_ABOUT THIS TASK:_ Copy out each line of the material that includes the word "ObjectId".

_DATASET:_
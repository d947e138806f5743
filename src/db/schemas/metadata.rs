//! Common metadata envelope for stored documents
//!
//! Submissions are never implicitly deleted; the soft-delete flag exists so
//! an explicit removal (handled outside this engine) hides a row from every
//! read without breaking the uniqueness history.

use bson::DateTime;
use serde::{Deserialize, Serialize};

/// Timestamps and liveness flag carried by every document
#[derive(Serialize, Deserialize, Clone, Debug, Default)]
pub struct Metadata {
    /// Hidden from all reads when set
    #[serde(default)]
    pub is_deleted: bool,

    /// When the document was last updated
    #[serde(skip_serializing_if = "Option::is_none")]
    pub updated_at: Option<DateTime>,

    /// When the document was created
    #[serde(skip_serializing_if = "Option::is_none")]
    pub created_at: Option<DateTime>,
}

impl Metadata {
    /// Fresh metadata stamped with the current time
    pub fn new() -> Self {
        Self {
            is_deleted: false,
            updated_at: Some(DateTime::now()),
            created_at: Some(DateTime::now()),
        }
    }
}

--

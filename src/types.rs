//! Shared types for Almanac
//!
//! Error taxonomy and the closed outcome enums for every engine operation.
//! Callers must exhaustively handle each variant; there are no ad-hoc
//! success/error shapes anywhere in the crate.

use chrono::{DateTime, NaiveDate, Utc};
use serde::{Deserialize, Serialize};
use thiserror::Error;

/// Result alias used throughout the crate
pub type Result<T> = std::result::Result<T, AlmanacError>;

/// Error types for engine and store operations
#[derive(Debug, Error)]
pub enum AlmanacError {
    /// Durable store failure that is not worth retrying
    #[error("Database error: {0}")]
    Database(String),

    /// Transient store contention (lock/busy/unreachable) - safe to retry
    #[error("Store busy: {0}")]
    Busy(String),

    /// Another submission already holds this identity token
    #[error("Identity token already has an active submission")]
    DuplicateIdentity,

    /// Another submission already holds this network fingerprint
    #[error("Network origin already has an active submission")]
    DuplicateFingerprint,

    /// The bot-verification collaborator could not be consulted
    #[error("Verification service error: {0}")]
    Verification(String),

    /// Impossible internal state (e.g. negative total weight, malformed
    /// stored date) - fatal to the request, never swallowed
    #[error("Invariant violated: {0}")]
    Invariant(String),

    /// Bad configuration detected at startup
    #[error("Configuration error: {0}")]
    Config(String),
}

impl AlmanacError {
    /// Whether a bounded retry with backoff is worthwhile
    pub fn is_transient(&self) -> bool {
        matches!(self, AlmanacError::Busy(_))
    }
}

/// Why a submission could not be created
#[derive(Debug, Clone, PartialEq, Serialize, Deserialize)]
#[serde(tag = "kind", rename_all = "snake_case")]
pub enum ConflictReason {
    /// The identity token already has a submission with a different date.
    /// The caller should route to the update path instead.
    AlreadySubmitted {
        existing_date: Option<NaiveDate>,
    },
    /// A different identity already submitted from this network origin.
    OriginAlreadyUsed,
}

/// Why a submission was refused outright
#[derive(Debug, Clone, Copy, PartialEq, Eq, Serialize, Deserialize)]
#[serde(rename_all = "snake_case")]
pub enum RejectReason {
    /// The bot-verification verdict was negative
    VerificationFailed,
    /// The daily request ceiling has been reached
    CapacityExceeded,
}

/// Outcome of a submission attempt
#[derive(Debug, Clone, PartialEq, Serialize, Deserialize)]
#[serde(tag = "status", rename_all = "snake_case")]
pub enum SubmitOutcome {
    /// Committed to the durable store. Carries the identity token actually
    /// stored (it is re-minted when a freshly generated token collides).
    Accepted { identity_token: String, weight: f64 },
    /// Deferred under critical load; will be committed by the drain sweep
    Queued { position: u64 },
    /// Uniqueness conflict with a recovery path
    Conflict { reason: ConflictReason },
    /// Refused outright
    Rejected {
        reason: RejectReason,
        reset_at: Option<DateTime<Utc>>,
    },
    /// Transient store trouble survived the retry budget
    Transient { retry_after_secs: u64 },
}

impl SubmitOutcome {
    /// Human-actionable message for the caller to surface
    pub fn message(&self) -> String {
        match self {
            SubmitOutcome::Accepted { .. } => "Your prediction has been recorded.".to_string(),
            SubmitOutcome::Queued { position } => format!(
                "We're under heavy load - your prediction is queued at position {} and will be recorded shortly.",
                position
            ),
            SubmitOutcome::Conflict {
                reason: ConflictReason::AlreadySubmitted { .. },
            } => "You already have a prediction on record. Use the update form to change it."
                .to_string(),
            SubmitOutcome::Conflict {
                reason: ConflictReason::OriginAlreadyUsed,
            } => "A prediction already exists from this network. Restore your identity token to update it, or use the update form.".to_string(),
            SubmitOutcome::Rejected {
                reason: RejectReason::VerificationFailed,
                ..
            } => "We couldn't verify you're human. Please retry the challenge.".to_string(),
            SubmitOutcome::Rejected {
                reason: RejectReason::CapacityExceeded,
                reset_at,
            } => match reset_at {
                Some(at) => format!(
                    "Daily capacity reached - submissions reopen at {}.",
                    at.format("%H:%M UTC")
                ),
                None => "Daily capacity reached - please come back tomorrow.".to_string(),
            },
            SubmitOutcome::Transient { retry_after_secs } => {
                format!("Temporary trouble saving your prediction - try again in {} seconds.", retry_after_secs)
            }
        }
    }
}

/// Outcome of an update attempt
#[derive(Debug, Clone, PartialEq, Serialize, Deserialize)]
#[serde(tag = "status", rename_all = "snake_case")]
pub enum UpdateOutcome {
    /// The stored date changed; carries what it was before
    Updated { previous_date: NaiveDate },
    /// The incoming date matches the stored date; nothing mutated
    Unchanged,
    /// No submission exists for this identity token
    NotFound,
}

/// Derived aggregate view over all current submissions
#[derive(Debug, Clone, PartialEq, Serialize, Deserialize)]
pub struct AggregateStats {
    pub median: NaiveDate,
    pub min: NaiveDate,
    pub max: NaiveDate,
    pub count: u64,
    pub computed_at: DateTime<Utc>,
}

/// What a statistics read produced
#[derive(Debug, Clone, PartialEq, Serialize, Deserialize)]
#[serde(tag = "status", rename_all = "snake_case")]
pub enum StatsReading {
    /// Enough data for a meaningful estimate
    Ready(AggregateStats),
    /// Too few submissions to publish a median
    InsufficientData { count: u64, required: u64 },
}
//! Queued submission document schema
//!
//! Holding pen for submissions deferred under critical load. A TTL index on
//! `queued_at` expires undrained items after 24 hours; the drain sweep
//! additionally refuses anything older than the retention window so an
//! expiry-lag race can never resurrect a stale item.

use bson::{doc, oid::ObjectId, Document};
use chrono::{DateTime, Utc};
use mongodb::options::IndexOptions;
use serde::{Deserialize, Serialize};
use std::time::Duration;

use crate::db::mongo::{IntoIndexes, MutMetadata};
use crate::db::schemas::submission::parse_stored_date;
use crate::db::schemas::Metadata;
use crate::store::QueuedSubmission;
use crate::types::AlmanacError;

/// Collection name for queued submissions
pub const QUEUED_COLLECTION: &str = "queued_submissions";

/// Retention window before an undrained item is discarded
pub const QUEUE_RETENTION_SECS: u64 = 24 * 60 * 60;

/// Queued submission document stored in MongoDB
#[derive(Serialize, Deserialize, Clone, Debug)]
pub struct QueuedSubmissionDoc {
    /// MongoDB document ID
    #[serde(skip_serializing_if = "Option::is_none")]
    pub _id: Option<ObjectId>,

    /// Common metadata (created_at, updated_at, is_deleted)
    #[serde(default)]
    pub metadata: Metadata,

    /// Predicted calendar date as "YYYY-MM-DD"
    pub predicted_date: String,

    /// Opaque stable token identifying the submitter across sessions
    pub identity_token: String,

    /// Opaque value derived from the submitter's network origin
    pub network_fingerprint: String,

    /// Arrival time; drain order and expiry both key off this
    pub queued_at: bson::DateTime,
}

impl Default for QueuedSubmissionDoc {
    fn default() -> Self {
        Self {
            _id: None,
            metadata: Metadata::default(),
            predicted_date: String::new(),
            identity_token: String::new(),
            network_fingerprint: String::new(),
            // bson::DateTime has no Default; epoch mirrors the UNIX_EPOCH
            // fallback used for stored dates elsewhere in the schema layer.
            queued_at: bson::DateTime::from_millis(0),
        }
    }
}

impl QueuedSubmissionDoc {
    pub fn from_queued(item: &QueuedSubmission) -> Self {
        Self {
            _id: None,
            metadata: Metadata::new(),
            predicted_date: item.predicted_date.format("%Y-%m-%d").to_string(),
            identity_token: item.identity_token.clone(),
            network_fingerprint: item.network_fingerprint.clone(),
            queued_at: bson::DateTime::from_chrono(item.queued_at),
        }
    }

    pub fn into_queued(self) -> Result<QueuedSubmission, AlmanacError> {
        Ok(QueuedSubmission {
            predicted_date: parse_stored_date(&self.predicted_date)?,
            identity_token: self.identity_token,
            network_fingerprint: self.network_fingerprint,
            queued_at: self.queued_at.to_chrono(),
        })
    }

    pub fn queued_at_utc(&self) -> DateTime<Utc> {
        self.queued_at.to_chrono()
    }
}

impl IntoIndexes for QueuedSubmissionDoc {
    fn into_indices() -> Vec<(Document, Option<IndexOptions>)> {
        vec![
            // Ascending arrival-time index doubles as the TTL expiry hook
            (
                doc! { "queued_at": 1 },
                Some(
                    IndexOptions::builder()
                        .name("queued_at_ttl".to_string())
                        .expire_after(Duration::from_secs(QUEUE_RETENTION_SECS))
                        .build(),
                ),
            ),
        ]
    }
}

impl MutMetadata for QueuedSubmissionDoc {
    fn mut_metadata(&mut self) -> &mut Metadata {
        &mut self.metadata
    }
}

...

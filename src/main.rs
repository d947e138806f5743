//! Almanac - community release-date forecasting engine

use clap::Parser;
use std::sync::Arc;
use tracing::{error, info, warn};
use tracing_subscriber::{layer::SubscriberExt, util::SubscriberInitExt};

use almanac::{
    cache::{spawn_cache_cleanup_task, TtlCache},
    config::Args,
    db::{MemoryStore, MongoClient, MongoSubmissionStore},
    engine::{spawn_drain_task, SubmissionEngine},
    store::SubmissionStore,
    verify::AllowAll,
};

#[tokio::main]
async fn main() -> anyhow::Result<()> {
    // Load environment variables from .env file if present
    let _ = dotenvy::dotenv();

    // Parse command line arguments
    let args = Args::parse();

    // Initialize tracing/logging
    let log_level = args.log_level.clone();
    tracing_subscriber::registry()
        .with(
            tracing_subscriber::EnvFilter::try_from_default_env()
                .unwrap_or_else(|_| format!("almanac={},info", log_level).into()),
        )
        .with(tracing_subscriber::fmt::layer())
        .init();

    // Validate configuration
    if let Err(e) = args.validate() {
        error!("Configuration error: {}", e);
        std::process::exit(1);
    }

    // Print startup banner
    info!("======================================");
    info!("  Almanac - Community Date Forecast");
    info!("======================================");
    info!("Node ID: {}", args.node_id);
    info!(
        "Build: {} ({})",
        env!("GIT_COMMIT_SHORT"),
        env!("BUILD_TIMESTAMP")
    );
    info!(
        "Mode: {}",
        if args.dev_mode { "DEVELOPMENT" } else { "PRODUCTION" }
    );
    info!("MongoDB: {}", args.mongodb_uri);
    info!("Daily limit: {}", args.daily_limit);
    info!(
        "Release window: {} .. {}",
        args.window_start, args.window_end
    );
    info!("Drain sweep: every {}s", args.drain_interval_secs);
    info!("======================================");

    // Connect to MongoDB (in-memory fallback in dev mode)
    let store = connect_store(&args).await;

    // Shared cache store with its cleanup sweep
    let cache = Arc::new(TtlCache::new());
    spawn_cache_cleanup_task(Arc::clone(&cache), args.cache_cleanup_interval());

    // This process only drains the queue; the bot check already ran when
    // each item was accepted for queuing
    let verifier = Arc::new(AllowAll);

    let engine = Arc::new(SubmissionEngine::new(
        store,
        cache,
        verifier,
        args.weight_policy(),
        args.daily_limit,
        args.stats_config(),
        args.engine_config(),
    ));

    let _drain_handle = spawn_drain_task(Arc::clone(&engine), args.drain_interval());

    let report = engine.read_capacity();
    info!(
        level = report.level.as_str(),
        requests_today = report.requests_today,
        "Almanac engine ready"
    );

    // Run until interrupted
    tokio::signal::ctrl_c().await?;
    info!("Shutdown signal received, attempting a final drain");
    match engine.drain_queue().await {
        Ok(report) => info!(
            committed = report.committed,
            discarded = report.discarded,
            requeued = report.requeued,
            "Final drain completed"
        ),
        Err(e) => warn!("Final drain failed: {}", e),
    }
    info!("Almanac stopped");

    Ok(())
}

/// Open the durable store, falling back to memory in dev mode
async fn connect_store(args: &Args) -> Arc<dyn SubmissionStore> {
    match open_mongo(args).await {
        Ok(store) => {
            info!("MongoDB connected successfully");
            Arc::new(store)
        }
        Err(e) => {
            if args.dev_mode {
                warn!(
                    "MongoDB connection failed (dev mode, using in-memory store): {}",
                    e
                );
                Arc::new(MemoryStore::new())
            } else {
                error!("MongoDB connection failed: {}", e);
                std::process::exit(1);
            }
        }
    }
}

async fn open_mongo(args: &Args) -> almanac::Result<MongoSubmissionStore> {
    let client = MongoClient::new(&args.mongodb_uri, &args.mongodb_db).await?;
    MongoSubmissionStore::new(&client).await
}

_EXERCISE OUTPUT:_
use bson::{doc, oid::ObjectId, Document};
    pub _id: Option<ObjectId>,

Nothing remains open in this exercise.